Mr. Bob Ainsworth: The Senior Officers' Seminar is always well attended and is highly valued by those that participate in it. There has been no formal external evaluation of the seminar and there are no plans at present to commission one.
Mrs. Humble: To ask the Secretary of State for Defence what the terms of reference for the oversight of the defence training estate by Ofsted are; and what remit inspectors have to (a) monitor and (b) report on measures to address bullying, harassment and ill-treatment. 

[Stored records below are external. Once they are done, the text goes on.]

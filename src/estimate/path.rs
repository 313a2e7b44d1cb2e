//! Path time model: reconstruct travel distances from a motion-command
//! sequence and derive time from the caller's feed rates.
//!
//! Arcs (G2/G3) are measured as straight-line chords between endpoints;
//! the consumed commands are endpoint-encoded anyway, so true arc length
//! is not reconstructible here.

use serde::{Deserialize, Serialize};
use thiserror::Error;

#[derive(Error, Debug, PartialEq)]
pub enum PathTimeError {
    #[error("no motion commands available")]
    MissingPath,

    #[error("cut feed must be > 0 (got {0} mm/min)")]
    InvalidFeed(f64),
}

/// One motion command as consumed from a CAM tool path. Coordinates are
/// optional; an omitted axis keeps its last known value.
#[derive(Debug, Clone, PartialEq, Serialize, Deserialize)]
pub struct MotionCommand {
    /// Motion code such as "G0", "G1", "G2"...
    pub code: String,
    #[serde(default, skip_serializing_if = "Option::is_none")]
    pub x: Option<f64>,
    #[serde(default, skip_serializing_if = "Option::is_none")]
    pub y: Option<f64>,
    #[serde(default, skip_serializing_if = "Option::is_none")]
    pub z: Option<f64>,
}

impl MotionCommand {
    pub fn new(code: &str) -> Self {
        Self {
            code: code.to_string(),
            x: None,
            y: None,
            z: None,
        }
    }

    pub fn xy(code: &str, x: f64, y: f64) -> Self {
        Self {
            code: code.to_string(),
            x: Some(x),
            y: Some(y),
            z: None,
        }
    }

    pub fn xyz(code: &str, x: f64, y: f64, z: f64) -> Self {
        Self {
            code: code.to_string(),
            x: Some(x),
            y: Some(y),
            z: Some(z),
        }
    }
}

/// One reconstructed travel step.
#[derive(Debug, Clone, PartialEq, Serialize, Deserialize)]
pub struct MotionSegment {
    pub code: String,
    pub distance_mm: f64,
}

/// Cut/rapid travel lengths and times for one tool path.
#[derive(Debug, Clone, Copy, PartialEq, Serialize, Deserialize)]
pub struct PathTimeEstimate {
    pub cut_length_mm: f64,
    pub rapid_length_mm: f64,
    pub cut_time_min: f64,
    pub rapid_time_min: f64,
    pub total_time_min: f64,
}

fn is_cut_code(code: &str) -> bool {
    matches!(code, "G1" | "G01" | "G2" | "G02" | "G3" | "G03")
}

fn is_rapid_code(code: &str) -> bool {
    matches!(code, "G0" | "G00")
}

/// Rebuild travel segments from a command sequence, carrying the last
/// known position forward (starting at the origin). The first command
/// only establishes position; every later one yields a segment. Codes
/// that are neither cut nor rapid still move the reference point.
pub fn extract_segments(commands: &[MotionCommand]) -> Vec<MotionSegment> {
    let mut segments = Vec::new();

    let (mut last_x, mut last_y, mut last_z) = (0.0_f64, 0.0_f64, 0.0_f64);
    let mut first = true;

    for cmd in commands {
        let x = cmd.x.unwrap_or(last_x);
        let y = cmd.y.unwrap_or(last_y);
        let z = cmd.z.unwrap_or(last_z);

        if first {
            first = false;
        } else {
            let (dx, dy, dz) = (x - last_x, y - last_y, z - last_z);
            segments.push(MotionSegment {
                code: cmd.code.to_uppercase(),
                distance_mm: (dx * dx + dy * dy + dz * dz).sqrt(),
            });
        }

        last_x = x;
        last_y = y;
        last_z = z;
    }

    segments
}

/// Estimate machining time from a motion-command sequence.
///
/// Cut time uses `cut_feed_mm_min` over G1/G2/G3 travel. Rapid (G0)
/// travel is only timed when `include_rapids` is set, at
/// `rapid_feed_mm_min` when that is provided and positive, else at the
/// cut feed.
pub fn estimate_path_time(
    commands: &[MotionCommand],
    cut_feed_mm_min: f64,
    rapid_feed_mm_min: Option<f64>,
    include_rapids: bool,
) -> Result<PathTimeEstimate, PathTimeError> {
    if commands.is_empty() {
        return Err(PathTimeError::MissingPath);
    }
    if cut_feed_mm_min <= 0.0 {
        return Err(PathTimeError::InvalidFeed(cut_feed_mm_min));
    }

    let mut cut_length = 0.0;
    let mut rapid_length = 0.0;

    for segment in extract_segments(commands) {
        if is_cut_code(&segment.code) {
            cut_length += segment.distance_mm;
        } else if is_rapid_code(&segment.code) {
            rapid_length += segment.distance_mm;
        }
        // Other codes contribute no distance
    }

    let cut_time = cut_length / cut_feed_mm_min;

    let rapid_time = if include_rapids {
        let effective = match rapid_feed_mm_min {
            Some(feed) if feed > 0.0 => feed,
            _ => cut_feed_mm_min,
        };
        rapid_length / effective
    } else {
        0.0
    };

    Ok(PathTimeEstimate {
        cut_length_mm: cut_length,
        rapid_length_mm: rapid_length,
        cut_time_min: cut_time,
        rapid_time_min: rapid_time,
        total_time_min: cut_time + rapid_time,
    })
}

Mr. Bob Ainsworth: The terms of reference for Ofsted to inspect training are as follows: to determine the extent to which progress has been made in addressing issues of care, welfare and support for recruits and trainees during initial training including examination of the self assessment process. Ofsted will evaluate the effectiveness of the strategic and operational management of the care, welfare and support for recruits and trainees during initial training and use the Common Inspection Framework (the national framework for inspection of post 16 education and training) to comment on the standard of initial training.

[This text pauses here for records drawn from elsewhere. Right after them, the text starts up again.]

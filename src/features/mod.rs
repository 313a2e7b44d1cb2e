//! Milling feature detection.
//!
//! Classifies a solid's faces into horizontal planar regions, vertical
//! flank clusters and cylindrical holes. Detection is a pure function of
//! the face list and never fails: a solid without faces of a given kind
//! simply yields an empty list for that kind.
//!
//! All clustering here is greedy first-fit over the face list in index
//! order, so results are deterministic for a given snapshot. Detected
//! features reference their constituent faces by index into
//! `solid.faces`.

use cgmath::Vector3;
use serde::{Deserialize, Serialize};

use crate::geometry::{is_horizontal, is_parallel, is_vertical, round_to, Solid, Surface, Z_AXIS};

/// Tunable detection thresholds. The defaults are pragmatic values, not
/// physical constants; callers with unusual parts can override them.
#[derive(Debug, Clone, Copy, PartialEq, Serialize, Deserialize)]
pub struct DetectorConfig {
    /// Angular tolerance on |dot| - 1 for all direction tests.
    pub direction_tol: f64,
    /// Cylindrical faces below this area (mm²) are treated as chamfer
    /// fillets around holes and skipped. Known limitation: small precision
    /// holes below the threshold are missed.
    pub min_hole_area: f64,
    /// Max XY distance (mm) between rounded hole centers to merge.
    pub hole_center_tol: f64,
    /// Max radius difference (mm) between candidates to merge.
    pub hole_radius_tol: f64,
}

impl Default for DetectorConfig {
    fn default() -> Self {
        Self {
            direction_tol: crate::geometry::TOL_DIR,
            min_hole_area: 30.0,
            hole_center_tol: 0.2,
            hole_radius_tol: 0.2,
        }
    }
}

/// Which side of Z=0 a horizontal plane sits on.
#[derive(Debug, Clone, Copy, PartialEq, Eq, Serialize, Deserialize)]
#[serde(rename_all = "snake_case")]
pub enum PlaneKind {
    OuterTop,
    OuterBottom,
}

impl std::fmt::Display for PlaneKind {
    fn fmt(&self, f: &mut std::fmt::Formatter<'_>) -> std::fmt::Result {
        match self {
            PlaneKind::OuterTop => write!(f, "outer_top"),
            PlaneKind::OuterBottom => write!(f, "outer_bottom"),
        }
    }
}

/// Horizontal planar region: all member faces share a top Z within the
/// 0.001 mm rounding grid.
#[derive(Debug, Clone, PartialEq, Serialize, Deserialize)]
pub struct PlaneFeature {
    /// Indices into `solid.faces`.
    pub faces: Vec<usize>,
    /// Z height, rounded to 0.001 mm.
    pub z: f64,
    /// Sum of member face areas (mm²).
    pub area: f64,
    pub kind: PlaneKind,
}

/// Cluster of vertical planar faces sharing an in-plane normal direction.
#[derive(Debug, Clone, PartialEq, Serialize, Deserialize)]
pub struct VerticalFlank {
    /// Indices into `solid.faces`.
    pub faces: Vec<usize>,
    /// Normal of the first face assigned to the cluster.
    pub normal: Vector3<f64>,
    /// Sum of member face areas (mm²).
    pub area: f64,
}

/// Hole classification. Only one kind is produced today: the detector
/// does not distinguish through holes from blind ones.
#[derive(Debug, Clone, Copy, PartialEq, Eq, Serialize, Deserialize)]
#[serde(rename_all = "snake_case")]
pub enum HoleKind {
    BlindFromBottom,
}

impl std::fmt::Display for HoleKind {
    fn fmt(&self, f: &mut std::fmt::Formatter<'_>) -> std::fmt::Result {
        match self {
            HoleKind::BlindFromBottom => write!(f, "blind_from_bottom"),
        }
    }
}

/// Group of coaxial cylindrical faces forming one hole.
#[derive(Debug, Clone, PartialEq, Serialize, Deserialize)]
pub struct CylindricalHole {
    /// Indices into `solid.faces`.
    pub faces: Vec<usize>,
    /// XY center of the anchor candidate, rounded to 0.1 mm. Z is unset (0).
    pub center: Vector3<f64>,
    /// Radius in mm, rounded to 0.001.
    pub radius: f64,
    /// Top of the merged vertical extent, rounded to 0.001 mm.
    pub ztop: f64,
    /// Bottom of the merged vertical extent, rounded to 0.001 mm.
    pub zbottom: f64,
    pub kind: HoleKind,
}

/// Immutable detection snapshot for one solid.
#[derive(Debug, Clone, PartialEq, Serialize, Deserialize)]
pub struct MillingFeatures {
    pub planes: Vec<PlaneFeature>,
    pub flanks: Vec<VerticalFlank>,
    pub holes: Vec<CylindricalHole>,
}

/// Detect all milling features with default thresholds.
pub fn detect(solid: &Solid) -> MillingFeatures {
    detect_with(solid, &DetectorConfig::default())
}

/// Detect all milling features with explicit thresholds.
pub fn detect_with(solid: &Solid, config: &DetectorConfig) -> MillingFeatures {
    MillingFeatures {
        planes: detect_horizontal_planes(solid, config),
        flanks: detect_vertical_flanks(solid, config),
        holes: detect_cylindrical_holes(solid, config),
    }
}

/// Bucket horizontal planar faces by top Z rounded to 0.001 mm.
///
/// Buckets appear in first-seen order. Faces whose rounded Z differs are
/// deliberately NOT merged, even when nearly coplanar: a part with many
/// slightly offset faces yields many small features.
pub fn detect_horizontal_planes(solid: &Solid, config: &DetectorConfig) -> Vec<PlaneFeature> {
    // Key = Z in micrometres; linear scan keeps first-seen bucket order.
    let mut buckets: Vec<(i64, PlaneFeature)> = Vec::new();

    for (idx, face) in solid.faces.iter().enumerate() {
        let normal = match face.surface {
            Surface::Plane { normal } => normal,
            _ => continue,
        };
        if !is_horizontal(normal, config.direction_tol) {
            continue;
        }

        let z = round_to(face.bound_box.max.z, 3);
        let key = (z * 1000.0).round() as i64;

        match buckets.iter_mut().find(|(k, _)| *k == key) {
            Some((_, plane)) => {
                plane.faces.push(idx);
                plane.area += face.area;
            }
            None => {
                let kind = if z > 0.0 {
                    PlaneKind::OuterTop
                } else {
                    PlaneKind::OuterBottom
                };
                buckets.push((
                    key,
                    PlaneFeature {
                        faces: vec![idx],
                        z,
                        area: face.area,
                        kind,
                    },
                ));
            }
        }
    }

    buckets.into_iter().map(|(_, plane)| plane).collect()
}

/// Cluster vertical planar faces by normal direction, greedy first-fit in
/// face index order: each face joins the first existing cluster whose
/// representative normal is parallel to its own, else starts a new one.
pub fn detect_vertical_flanks(solid: &Solid, config: &DetectorConfig) -> Vec<VerticalFlank> {
    let mut clusters: Vec<VerticalFlank> = Vec::new();

    for (idx, face) in solid.faces.iter().enumerate() {
        let normal = match face.surface {
            Surface::Plane { normal } => normal,
            _ => continue,
        };
        if !is_vertical(normal, config.direction_tol) {
            continue;
        }

        match clusters
            .iter_mut()
            .find(|c| is_parallel(normal, c.normal, config.direction_tol))
        {
            Some(cluster) => {
                cluster.faces.push(idx);
                cluster.area += face.area;
            }
            None => clusters.push(VerticalFlank {
                faces: vec![idx],
                normal,
                area: face.area,
            }),
        }
    }

    clusters
}

/// Raw per-face hole candidate before coaxial merging.
struct HoleCandidate {
    face: usize,
    cx: f64,
    cy: f64,
    radius: f64,
    ztop: f64,
    zbottom: f64,
}

/// Detect vertical cylindrical holes.
///
/// A candidate is a cylindrical face whose axis is parallel to Z and whose
/// area clears the chamfer filter. Candidates are merged in a single
/// greedy pass: the earliest unmerged candidate anchors a group and
/// absorbs every later candidate within center/radius tolerance of it.
pub fn detect_cylindrical_holes(solid: &Solid, config: &DetectorConfig) -> Vec<CylindricalHole> {
    let mut raw: Vec<HoleCandidate> = Vec::new();

    for (idx, face) in solid.faces.iter().enumerate() {
        let (axis, radius) = match face.surface {
            Surface::Cylinder { axis, radius } => (axis, radius),
            _ => continue,
        };
        if !is_parallel(axis, Z_AXIS, config.direction_tol) {
            continue;
        }
        // Chamfer fillets around holes show up as small cylinder slivers.
        if face.area < config.min_hole_area {
            continue;
        }

        let center = face.bound_box.center();
        raw.push(HoleCandidate {
            face: idx,
            cx: round_to(center.x, 1),
            cy: round_to(center.y, 1),
            radius: round_to(radius, 3),
            ztop: round_to(face.bound_box.max.z, 3),
            zbottom: round_to(face.bound_box.min.z, 3),
        });
    }

    let mut holes = Vec::new();
    let mut used = vec![false; raw.len()];

    for i in 0..raw.len() {
        if used[i] {
            continue;
        }
        used[i] = true;

        let anchor = &raw[i];
        let mut faces = vec![anchor.face];
        let mut ztop = anchor.ztop;
        let mut zbottom = anchor.zbottom;

        for j in (i + 1)..raw.len() {
            if used[j] {
                continue;
            }
            let other = &raw[j];
            if (other.cx - anchor.cx).abs() <= config.hole_center_tol
                && (other.cy - anchor.cy).abs() <= config.hole_center_tol
                && (other.radius - anchor.radius).abs() <= config.hole_radius_tol
            {
                used[j] = true;
                faces.push(other.face);
                ztop = ztop.max(other.ztop);
                zbottom = zbottom.min(other.zbottom);
            }
        }

        holes.push(CylindricalHole {
            faces,
            center: Vector3::new(anchor.cx, anchor.cy, 0.0),
            radius: anchor.radius,
            ztop,
            zbottom,
            kind: HoleKind::BlindFromBottom,
        });
    }

    holes
}

/// Entry/exit allowance added to any non-zero contour length (mm).
pub const CONTOUR_LEAD_ALLOWANCE: f64 = 4.0;

/// Tolerance on |Δz| below which an edge counts as horizontal (mm).
pub const CONTOUR_EDGE_Z_TOL: f64 = 0.001;

/// Contour length over the selected faces, for profiling operations.
///
/// Policy: a cylindrical face contributes its circumference 2πR; a planar
/// face contributes its longest horizontal edge (endpoints at the same Z
/// within 0.001 mm), falling back to the longest bounding-box extent when
/// no edge qualifies. A single 4 mm lead-in/lead-out allowance is added to
/// any non-zero total.
pub fn contour_length(solid: &Solid, face_indices: &[usize]) -> f64 {
    let mut total = 0.0;

    for &idx in face_indices {
        let face = match solid.faces.get(idx) {
            Some(face) => face,
            None => continue,
        };

        if let Surface::Cylinder { radius, .. } = face.surface {
            total += 2.0 * std::f64::consts::PI * radius;
            continue;
        }

        let longest_horizontal = face
            .edges
            .iter()
            .filter(|e| (e.start.z - e.end.z).abs() < CONTOUR_EDGE_Z_TOL)
            .map(|e| e.length)
            .fold(0.0, f64::max);

        if longest_horizontal > 0.0 {
            total += longest_horizontal;
        } else {
            let bb = &face.bound_box;
            total += bb.x_length().max(bb.y_length()).max(bb.z_length());
        }
    }

    if total > 0.0 {
        total += CONTOUR_LEAD_ALLOWANCE;
    }
    total
}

The terms of reference state that Ofsted should take account of the national care standards and safeguarding where relevant, make judgments on strengths and areas for development of initial training, visit training establishments, armed forces careers offices, acquaint and selection centres and service training headquarters and establishments identified as priorities. Under the terms of reference Ofsted meet MOD officials to provide feedback on inspection progress.
Ofsted is currently undertaking inspections following up on work previously undertaken by the Adult Learning Inspectorate on issues of care and welfare, including treatment, bullying and harassment. Additionally, Ofsted will comment on what it has observed in respect of the recruit journey, from contact with the armed forces careers office to phase 1 training. Ofsted will report its inspection findings in spring 2009.
Mrs. Humble: To ask the Secretary of State for Defence what the timescale is for review of the guidance note for commanding officers dealing with the care and management of under-18s in HM Armed Services; and if he will place a copy of the most recent edition of the guidance note in the Library. 
Mr. Bob Ainsworth: The guidance note for commanding officers who are responsible for the care and management of under-18s in HM armed forces is regularly reviewed and is updated when required following changes in legislation or Service policy. The current guidance note is being updated now to take into account changes in legislation regarding the selling of tobacco products to under-18s and the appointment of the Service Complaints Commissioner. The revised guidance note should be ready for publication shortly and a copy will be placed in the Library of the House.
At the start of 2002-03 Infantry training was conducted as a phase one course at the Army Training Regiments (ATRs) followed by a 14-week phase two course at the Infantry Training Centre Catterick. During 2002-03 a new 24-week combined phase one and two course started at Catterick. So prior to the first full year of the combined course at 2003-04 some of the wastage would have already taken place at the ATRs and the wastage at Catterick reflected only the second part of the training. The figures for 2002-03 and 2007-08 therefore cannot be compared on a like-for-like basis.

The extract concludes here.